▶ [EXERCISE]: Only one stretch of the data below is wanted: the lines starting at the one with "AST node definitions." and ending at the one with "by a range.", both included, given again exactly.

===== ENTRIES SUPPLIED =====

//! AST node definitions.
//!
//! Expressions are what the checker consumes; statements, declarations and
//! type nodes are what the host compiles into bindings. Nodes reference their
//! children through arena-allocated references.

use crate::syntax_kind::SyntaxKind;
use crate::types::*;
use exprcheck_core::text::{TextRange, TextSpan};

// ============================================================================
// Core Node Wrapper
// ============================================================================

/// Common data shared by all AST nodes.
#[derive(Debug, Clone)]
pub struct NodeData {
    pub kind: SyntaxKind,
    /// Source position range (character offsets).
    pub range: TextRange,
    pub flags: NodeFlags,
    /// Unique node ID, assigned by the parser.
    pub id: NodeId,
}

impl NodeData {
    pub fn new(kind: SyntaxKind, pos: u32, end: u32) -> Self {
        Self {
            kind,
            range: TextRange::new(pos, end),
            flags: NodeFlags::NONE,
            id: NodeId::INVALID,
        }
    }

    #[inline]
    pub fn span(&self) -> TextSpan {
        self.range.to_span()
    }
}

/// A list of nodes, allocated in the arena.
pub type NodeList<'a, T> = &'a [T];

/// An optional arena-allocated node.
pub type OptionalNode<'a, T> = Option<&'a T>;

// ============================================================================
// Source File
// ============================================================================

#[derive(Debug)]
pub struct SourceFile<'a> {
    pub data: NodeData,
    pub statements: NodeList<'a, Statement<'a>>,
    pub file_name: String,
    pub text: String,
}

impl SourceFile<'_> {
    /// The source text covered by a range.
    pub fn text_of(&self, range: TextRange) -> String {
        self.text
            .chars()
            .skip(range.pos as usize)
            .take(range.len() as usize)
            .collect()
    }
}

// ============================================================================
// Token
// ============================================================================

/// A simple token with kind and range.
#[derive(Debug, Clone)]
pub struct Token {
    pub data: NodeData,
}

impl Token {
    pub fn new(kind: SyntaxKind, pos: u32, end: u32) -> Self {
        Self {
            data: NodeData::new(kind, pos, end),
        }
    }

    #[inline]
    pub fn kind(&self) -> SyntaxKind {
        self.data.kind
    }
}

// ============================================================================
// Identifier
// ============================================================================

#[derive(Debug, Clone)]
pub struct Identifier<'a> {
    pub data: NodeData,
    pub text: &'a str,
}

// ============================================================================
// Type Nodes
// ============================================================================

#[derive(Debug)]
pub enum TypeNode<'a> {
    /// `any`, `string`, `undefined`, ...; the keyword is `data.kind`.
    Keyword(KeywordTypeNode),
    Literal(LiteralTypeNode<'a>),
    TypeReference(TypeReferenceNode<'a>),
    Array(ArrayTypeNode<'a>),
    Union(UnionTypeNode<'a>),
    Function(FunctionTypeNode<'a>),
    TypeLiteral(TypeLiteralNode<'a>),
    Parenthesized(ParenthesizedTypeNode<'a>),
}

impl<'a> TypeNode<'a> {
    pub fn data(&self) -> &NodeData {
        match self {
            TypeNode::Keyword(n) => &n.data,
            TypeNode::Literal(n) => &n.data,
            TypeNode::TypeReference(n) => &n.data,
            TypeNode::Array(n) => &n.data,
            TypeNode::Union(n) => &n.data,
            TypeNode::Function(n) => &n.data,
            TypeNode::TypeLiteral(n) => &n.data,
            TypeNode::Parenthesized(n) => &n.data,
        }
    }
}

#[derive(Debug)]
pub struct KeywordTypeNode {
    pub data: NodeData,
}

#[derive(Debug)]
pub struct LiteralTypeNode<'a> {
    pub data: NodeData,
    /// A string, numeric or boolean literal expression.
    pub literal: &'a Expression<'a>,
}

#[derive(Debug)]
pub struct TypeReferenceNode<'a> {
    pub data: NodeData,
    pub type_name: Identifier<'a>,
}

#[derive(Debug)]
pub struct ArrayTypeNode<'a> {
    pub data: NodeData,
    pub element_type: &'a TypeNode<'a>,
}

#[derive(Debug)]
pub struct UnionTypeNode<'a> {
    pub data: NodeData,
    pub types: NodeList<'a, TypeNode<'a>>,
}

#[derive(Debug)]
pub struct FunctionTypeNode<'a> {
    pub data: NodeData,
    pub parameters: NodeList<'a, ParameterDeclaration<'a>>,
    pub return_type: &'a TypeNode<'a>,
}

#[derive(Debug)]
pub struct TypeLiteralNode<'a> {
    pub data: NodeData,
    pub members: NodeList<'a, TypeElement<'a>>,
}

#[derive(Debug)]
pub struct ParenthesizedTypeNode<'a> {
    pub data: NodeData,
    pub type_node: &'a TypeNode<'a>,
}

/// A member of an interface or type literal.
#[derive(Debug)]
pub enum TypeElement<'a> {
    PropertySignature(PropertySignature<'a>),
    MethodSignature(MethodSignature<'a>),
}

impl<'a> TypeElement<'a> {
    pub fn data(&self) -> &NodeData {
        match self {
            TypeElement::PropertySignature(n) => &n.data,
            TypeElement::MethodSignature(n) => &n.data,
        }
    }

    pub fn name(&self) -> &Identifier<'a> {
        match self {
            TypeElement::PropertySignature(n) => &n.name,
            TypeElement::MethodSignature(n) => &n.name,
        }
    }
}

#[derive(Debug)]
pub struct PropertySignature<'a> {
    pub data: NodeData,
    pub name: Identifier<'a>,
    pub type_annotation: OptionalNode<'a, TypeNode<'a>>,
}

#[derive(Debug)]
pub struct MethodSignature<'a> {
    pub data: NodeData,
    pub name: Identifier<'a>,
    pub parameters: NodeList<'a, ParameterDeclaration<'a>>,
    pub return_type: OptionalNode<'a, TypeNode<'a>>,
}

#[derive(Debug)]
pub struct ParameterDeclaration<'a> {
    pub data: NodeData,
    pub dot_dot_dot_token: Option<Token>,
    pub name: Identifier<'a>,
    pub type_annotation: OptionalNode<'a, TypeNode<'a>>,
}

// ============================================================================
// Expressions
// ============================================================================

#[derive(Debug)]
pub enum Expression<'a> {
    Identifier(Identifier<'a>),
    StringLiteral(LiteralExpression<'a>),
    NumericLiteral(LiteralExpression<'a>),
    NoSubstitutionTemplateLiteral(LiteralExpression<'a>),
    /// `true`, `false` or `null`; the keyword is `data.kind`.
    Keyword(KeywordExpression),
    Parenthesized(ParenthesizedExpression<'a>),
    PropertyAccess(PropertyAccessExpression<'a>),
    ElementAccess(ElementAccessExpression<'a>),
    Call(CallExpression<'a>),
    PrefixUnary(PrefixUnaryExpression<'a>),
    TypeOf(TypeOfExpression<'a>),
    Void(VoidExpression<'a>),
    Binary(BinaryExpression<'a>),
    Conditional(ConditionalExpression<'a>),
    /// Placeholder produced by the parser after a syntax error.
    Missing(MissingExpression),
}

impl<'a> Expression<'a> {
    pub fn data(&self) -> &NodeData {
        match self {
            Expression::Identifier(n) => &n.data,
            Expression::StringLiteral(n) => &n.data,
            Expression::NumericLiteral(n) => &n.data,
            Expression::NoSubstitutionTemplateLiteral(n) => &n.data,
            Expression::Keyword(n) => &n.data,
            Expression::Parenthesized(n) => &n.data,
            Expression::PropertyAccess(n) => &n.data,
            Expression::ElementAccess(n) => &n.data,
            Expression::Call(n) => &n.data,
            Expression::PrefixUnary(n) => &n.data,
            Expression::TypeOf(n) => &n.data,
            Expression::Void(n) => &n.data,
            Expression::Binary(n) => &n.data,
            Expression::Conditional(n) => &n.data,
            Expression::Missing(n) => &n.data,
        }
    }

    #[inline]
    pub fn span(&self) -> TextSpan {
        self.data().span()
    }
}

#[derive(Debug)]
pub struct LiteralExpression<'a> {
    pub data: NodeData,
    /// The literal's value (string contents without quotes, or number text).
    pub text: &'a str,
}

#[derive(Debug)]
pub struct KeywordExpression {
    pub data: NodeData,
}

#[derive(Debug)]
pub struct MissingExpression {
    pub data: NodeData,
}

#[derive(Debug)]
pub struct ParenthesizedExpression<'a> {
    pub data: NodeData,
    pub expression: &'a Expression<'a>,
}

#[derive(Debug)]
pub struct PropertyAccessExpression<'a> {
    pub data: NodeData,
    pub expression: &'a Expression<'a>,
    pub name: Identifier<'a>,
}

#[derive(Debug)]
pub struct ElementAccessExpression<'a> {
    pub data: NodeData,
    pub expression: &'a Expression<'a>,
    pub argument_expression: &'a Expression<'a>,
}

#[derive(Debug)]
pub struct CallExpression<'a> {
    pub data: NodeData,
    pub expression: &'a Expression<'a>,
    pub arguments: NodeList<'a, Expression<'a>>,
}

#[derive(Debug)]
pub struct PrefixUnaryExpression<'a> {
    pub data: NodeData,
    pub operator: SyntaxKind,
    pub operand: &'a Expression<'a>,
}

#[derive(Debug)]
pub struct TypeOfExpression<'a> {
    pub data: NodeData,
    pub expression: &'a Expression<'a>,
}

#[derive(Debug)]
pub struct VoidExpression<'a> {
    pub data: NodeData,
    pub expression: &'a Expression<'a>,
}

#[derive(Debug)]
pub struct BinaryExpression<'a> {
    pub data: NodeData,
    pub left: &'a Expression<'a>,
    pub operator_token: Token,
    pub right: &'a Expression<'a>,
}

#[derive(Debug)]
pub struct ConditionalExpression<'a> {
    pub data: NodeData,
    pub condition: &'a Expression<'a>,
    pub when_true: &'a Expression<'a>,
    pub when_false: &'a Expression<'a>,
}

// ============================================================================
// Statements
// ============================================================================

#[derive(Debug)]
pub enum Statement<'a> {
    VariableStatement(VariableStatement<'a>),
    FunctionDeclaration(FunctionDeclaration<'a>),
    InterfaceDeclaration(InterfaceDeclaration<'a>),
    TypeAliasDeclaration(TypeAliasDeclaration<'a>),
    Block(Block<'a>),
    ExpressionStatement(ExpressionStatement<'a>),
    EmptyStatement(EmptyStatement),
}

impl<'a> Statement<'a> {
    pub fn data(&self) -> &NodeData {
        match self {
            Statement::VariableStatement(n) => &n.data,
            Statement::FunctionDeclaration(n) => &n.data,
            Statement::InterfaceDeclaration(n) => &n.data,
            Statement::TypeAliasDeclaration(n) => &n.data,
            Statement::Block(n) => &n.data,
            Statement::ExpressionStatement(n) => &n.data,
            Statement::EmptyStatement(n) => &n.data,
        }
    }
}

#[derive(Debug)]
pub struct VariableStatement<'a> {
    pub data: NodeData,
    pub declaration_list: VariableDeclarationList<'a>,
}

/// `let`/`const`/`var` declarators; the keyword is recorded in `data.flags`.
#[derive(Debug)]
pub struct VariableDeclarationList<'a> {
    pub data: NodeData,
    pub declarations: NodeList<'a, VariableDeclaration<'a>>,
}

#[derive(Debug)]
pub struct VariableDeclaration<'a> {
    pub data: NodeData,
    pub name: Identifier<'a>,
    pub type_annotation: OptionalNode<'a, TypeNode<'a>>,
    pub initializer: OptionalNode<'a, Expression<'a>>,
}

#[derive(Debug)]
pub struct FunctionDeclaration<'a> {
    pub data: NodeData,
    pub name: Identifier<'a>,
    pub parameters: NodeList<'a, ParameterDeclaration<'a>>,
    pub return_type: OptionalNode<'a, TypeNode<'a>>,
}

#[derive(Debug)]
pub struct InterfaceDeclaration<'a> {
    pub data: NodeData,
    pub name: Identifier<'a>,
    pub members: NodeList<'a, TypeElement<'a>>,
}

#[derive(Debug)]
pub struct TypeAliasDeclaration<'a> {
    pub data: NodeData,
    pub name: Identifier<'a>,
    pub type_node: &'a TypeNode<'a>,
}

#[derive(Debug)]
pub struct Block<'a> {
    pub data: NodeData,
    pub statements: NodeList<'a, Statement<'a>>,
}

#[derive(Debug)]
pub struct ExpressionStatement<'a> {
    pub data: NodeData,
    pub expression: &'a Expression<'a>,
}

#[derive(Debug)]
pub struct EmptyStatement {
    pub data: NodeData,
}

=====
===== ENTRIES SUPPLIED =====

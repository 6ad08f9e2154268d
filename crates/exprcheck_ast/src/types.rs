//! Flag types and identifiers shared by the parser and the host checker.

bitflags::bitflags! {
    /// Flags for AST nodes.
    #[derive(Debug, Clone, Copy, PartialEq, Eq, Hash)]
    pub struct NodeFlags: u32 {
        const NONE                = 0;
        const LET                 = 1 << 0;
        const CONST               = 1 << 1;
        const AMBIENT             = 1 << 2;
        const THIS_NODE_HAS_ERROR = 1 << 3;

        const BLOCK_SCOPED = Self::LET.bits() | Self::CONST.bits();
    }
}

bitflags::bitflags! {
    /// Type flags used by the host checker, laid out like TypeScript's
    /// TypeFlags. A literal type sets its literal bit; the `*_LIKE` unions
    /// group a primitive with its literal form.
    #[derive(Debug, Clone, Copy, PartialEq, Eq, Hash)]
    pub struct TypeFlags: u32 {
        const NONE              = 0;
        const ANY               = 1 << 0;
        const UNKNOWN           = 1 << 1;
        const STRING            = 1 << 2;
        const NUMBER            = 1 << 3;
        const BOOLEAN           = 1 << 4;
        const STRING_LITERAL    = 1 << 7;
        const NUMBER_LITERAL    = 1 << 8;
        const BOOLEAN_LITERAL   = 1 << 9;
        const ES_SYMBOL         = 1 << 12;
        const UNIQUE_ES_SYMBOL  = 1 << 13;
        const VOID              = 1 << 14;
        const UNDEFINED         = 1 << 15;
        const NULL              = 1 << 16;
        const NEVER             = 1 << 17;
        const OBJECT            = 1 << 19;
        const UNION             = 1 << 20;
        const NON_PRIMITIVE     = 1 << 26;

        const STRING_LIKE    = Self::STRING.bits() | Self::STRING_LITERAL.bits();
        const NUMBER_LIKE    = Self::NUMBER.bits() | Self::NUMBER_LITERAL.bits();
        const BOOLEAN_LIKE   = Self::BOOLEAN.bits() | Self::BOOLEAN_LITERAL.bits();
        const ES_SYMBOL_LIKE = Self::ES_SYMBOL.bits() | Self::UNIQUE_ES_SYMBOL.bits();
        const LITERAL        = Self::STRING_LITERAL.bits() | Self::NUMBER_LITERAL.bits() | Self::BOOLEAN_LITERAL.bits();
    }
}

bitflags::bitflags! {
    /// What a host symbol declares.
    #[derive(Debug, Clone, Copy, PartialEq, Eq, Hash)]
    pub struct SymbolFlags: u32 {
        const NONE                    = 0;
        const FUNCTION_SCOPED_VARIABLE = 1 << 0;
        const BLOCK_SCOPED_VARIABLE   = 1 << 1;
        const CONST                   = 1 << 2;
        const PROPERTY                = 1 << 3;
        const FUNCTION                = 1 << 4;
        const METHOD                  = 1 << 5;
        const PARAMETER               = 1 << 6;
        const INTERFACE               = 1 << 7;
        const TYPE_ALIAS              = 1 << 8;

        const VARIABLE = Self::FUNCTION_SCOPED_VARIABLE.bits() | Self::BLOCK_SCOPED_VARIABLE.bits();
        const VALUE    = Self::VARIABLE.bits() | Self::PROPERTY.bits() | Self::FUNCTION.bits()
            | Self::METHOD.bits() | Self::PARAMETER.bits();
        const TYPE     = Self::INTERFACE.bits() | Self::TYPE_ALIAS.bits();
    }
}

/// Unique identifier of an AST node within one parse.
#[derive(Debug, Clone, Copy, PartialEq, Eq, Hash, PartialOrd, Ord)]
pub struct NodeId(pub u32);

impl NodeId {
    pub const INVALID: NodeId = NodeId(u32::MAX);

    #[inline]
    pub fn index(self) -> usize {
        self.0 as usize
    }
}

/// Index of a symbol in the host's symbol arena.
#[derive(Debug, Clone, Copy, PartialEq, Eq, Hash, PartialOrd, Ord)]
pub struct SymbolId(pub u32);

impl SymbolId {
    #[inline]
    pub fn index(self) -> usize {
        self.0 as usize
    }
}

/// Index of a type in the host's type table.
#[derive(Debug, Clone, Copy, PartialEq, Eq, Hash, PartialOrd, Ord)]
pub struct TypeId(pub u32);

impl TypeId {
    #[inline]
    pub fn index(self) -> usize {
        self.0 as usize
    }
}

=====
===== ENTRIES SUPPLIED =====

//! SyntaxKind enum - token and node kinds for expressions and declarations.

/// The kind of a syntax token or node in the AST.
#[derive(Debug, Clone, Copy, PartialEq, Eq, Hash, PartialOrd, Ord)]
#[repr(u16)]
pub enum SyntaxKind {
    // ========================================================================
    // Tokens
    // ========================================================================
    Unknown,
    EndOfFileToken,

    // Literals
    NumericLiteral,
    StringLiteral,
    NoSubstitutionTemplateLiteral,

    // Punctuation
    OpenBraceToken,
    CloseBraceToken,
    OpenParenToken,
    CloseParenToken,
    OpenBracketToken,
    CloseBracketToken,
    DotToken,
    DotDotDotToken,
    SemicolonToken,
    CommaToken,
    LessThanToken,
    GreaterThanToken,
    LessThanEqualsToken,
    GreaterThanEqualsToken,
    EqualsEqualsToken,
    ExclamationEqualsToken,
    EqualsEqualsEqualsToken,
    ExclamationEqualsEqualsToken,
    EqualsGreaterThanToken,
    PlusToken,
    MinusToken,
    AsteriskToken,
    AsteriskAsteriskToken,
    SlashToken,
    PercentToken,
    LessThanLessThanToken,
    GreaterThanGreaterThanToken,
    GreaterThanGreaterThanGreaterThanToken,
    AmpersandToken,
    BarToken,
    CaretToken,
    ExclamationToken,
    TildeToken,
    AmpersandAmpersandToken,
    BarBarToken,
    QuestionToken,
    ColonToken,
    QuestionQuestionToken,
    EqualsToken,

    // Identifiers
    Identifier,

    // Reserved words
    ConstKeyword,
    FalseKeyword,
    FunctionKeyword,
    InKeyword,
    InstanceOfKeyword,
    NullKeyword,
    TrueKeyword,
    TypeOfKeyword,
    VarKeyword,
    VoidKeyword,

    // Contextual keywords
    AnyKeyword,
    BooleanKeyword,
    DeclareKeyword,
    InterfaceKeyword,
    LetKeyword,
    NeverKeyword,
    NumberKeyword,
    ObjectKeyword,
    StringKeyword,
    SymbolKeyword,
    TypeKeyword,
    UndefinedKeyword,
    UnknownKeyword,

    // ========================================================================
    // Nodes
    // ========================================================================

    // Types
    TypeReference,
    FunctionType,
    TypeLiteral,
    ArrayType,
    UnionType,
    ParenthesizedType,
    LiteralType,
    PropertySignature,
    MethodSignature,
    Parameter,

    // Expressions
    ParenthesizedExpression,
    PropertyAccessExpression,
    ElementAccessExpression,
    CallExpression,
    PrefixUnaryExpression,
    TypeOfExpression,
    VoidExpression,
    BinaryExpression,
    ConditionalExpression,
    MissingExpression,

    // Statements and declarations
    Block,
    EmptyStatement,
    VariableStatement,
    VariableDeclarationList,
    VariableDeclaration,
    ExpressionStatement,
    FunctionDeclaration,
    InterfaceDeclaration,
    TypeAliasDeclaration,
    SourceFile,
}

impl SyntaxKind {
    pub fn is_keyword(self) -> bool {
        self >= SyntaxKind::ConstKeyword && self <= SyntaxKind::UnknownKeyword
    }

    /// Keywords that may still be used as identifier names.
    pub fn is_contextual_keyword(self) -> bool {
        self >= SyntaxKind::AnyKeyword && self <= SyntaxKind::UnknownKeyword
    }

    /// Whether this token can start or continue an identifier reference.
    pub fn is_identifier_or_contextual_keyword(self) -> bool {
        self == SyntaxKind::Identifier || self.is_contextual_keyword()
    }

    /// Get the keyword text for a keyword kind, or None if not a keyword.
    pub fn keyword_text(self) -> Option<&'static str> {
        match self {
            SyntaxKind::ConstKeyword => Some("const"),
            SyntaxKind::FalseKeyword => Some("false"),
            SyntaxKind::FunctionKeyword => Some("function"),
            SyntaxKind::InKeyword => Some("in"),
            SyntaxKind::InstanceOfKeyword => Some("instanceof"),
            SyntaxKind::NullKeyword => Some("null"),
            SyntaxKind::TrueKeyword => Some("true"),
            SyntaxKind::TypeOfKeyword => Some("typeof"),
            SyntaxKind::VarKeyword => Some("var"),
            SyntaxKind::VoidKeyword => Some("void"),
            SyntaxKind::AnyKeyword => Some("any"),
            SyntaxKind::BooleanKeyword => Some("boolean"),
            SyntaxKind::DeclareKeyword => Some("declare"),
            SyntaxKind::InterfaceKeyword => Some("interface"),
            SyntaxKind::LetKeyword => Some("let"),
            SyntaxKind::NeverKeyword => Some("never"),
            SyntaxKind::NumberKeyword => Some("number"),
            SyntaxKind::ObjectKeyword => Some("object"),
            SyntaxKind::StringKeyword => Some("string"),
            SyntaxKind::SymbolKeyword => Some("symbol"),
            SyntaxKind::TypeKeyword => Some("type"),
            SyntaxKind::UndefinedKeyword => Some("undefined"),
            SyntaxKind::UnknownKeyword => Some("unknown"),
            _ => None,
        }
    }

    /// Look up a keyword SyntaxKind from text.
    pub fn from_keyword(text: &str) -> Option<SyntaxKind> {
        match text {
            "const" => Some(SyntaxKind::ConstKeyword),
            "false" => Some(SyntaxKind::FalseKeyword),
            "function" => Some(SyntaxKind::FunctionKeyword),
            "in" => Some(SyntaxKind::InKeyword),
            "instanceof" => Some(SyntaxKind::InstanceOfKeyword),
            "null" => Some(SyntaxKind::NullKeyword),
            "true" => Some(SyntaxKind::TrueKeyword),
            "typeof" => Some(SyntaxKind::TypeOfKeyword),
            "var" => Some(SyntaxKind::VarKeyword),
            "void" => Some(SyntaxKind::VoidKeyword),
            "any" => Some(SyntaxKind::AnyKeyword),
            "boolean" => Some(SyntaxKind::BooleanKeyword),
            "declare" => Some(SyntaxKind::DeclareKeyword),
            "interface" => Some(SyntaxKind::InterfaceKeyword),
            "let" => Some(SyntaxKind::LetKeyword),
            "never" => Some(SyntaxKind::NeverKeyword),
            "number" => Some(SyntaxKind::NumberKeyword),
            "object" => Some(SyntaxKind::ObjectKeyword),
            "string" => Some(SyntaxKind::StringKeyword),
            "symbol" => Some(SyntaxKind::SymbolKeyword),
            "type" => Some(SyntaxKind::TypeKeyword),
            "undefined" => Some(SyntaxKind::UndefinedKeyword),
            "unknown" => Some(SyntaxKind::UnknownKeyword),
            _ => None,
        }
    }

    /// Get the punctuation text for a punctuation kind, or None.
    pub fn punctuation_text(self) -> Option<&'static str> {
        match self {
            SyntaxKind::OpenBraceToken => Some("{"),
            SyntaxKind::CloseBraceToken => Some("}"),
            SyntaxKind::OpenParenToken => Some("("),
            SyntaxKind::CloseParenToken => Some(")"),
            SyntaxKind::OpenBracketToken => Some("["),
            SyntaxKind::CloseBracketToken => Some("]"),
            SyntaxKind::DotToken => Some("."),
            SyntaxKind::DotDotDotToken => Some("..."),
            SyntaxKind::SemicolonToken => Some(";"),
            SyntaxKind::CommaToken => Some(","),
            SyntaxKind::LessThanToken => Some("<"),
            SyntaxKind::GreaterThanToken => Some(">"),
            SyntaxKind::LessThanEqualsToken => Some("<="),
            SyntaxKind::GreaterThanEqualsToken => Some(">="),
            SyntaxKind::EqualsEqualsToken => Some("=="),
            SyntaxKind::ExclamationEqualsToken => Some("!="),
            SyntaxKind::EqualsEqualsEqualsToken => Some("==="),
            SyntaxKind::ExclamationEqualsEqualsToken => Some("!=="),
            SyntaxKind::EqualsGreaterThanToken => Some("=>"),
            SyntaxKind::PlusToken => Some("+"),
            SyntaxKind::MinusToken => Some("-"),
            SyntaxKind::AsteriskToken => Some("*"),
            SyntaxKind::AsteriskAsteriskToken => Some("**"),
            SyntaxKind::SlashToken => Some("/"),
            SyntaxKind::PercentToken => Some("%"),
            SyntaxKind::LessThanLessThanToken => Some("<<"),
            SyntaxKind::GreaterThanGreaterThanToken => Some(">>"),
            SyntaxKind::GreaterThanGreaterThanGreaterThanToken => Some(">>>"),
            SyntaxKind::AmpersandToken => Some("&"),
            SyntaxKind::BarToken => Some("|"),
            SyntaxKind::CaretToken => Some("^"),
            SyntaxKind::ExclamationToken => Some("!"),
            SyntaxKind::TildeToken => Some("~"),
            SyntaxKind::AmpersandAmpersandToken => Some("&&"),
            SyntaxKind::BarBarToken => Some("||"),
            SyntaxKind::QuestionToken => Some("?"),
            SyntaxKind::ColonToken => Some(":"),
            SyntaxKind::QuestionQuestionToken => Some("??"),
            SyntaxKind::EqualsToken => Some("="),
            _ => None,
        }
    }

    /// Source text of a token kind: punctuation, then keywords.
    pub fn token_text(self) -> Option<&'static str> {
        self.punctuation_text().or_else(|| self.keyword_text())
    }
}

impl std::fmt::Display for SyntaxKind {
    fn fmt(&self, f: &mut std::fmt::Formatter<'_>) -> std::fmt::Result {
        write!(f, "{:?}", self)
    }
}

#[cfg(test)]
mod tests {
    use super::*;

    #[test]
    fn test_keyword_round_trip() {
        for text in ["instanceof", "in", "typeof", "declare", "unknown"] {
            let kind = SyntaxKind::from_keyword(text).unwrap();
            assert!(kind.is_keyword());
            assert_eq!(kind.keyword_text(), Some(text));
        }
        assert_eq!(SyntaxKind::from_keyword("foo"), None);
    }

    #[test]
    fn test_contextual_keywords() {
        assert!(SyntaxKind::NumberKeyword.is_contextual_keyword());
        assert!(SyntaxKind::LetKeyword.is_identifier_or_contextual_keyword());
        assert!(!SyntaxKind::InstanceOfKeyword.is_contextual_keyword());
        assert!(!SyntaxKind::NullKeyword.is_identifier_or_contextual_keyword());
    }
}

=====

▶ [ANSWER SPACE]:
//! AST node definitions.
//!
//! Expressions are what the checker consumes; statements, declarations and
//! type nodes are what the host compiles into bindings. Nodes reference their
//! children through arena-allocated references.

use crate::syntax_kind::SyntaxKind;
use crate::types::*;
use exprcheck_core::text::{TextRange, TextSpan};

// ============================================================================
// Core Node Wrapper
// ============================================================================

/// Common data shared by all AST nodes.
#[derive(Debug, Clone)]
pub struct NodeData {
    pub kind: SyntaxKind,
    /// Source position range (character offsets).
    pub range: TextRange,
    pub flags: NodeFlags,
    /// Unique node ID, assigned by the parser.
    pub id: NodeId,
}

impl NodeData {
    pub fn new(kind: SyntaxKind, pos: u32, end: u32) -> Self {
        Self {
            kind,
            range: TextRange::new(pos, end),
            flags: NodeFlags::NONE,
            id: NodeId::INVALID,
        }
    }

    #[inline]
    pub fn span(&self) -> TextSpan {
        self.range.to_span()
    }
}

/// A list of nodes, allocated in the arena.
pub type NodeList<'a, T> = &'a [T];

/// An optional arena-allocated node.
pub type OptionalNode<'a, T> = Option<&'a T>;

// ============================================================================
// Source File
// ============================================================================

#[derive(Debug)]
pub struct SourceFile<'a> {
    pub data: NodeData,
    pub statements: NodeList<'a, Statement<'a>>,
    pub file_name: String,
    pub text: String,
}

impl SourceFile<'_> {
    /// The source text covered by a range.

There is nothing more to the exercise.